- [PROBLEM]:
Could you copy every line in the listing below that has the word "when"?

☆ ☆ ☆ ☆

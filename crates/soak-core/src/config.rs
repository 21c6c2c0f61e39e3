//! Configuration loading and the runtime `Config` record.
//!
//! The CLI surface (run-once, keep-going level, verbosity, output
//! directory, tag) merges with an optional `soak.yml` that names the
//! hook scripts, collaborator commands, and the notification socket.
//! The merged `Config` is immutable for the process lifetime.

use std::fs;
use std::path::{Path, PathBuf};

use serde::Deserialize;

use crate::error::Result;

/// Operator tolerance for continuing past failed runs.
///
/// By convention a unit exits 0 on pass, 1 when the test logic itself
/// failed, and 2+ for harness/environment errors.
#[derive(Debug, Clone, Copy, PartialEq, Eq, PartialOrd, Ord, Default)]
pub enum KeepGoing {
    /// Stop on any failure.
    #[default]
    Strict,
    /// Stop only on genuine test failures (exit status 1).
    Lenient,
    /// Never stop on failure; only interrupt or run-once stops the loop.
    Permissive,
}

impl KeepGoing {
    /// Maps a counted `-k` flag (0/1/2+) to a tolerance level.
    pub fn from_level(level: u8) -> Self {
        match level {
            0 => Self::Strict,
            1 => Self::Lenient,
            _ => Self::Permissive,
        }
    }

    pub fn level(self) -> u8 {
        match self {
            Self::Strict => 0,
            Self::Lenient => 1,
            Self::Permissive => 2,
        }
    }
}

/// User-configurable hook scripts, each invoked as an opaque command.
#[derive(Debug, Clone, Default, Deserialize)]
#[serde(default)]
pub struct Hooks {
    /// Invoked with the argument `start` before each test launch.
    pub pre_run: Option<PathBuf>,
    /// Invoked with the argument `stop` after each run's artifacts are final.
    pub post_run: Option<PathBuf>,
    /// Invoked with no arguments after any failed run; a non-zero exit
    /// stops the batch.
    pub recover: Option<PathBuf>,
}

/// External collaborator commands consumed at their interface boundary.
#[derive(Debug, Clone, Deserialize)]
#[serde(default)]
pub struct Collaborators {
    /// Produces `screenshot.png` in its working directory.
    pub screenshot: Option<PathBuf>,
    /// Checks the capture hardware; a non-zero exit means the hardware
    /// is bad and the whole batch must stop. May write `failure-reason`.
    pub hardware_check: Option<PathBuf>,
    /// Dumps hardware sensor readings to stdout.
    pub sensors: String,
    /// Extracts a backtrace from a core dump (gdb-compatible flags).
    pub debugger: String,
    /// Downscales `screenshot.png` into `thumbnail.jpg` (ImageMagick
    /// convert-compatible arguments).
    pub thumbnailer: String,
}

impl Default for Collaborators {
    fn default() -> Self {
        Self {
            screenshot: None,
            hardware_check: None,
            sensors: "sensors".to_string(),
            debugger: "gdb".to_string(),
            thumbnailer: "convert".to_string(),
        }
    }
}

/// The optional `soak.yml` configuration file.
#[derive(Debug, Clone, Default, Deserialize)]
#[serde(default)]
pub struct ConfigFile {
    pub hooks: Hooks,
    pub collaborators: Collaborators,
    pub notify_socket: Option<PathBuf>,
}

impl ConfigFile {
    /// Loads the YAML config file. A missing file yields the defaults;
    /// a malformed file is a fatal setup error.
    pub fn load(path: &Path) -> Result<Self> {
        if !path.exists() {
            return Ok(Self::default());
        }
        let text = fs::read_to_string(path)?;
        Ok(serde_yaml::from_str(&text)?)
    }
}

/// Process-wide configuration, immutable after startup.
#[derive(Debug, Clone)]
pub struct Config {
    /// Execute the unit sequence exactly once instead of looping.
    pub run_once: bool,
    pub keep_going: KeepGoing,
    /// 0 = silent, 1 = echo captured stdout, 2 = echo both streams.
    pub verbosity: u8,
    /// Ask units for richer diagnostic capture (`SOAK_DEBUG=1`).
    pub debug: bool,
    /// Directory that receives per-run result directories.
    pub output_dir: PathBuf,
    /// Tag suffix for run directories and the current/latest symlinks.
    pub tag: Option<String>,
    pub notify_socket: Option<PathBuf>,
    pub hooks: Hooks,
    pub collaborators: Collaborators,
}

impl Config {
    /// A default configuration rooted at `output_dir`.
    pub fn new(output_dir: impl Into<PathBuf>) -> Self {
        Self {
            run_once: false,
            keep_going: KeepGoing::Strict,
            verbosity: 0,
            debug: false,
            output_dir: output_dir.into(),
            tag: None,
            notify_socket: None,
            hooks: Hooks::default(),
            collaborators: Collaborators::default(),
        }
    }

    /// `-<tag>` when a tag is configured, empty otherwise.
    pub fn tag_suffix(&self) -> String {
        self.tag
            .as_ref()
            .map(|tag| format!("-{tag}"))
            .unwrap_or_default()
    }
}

☆ ☆ ☆ ☆

- [RESPONSE TO THIS TASK]:
/// By convention a unit exits 0 on pass, 1 when the test logic itself
    /// `-<tag>` when a tag is configured, empty otherwise.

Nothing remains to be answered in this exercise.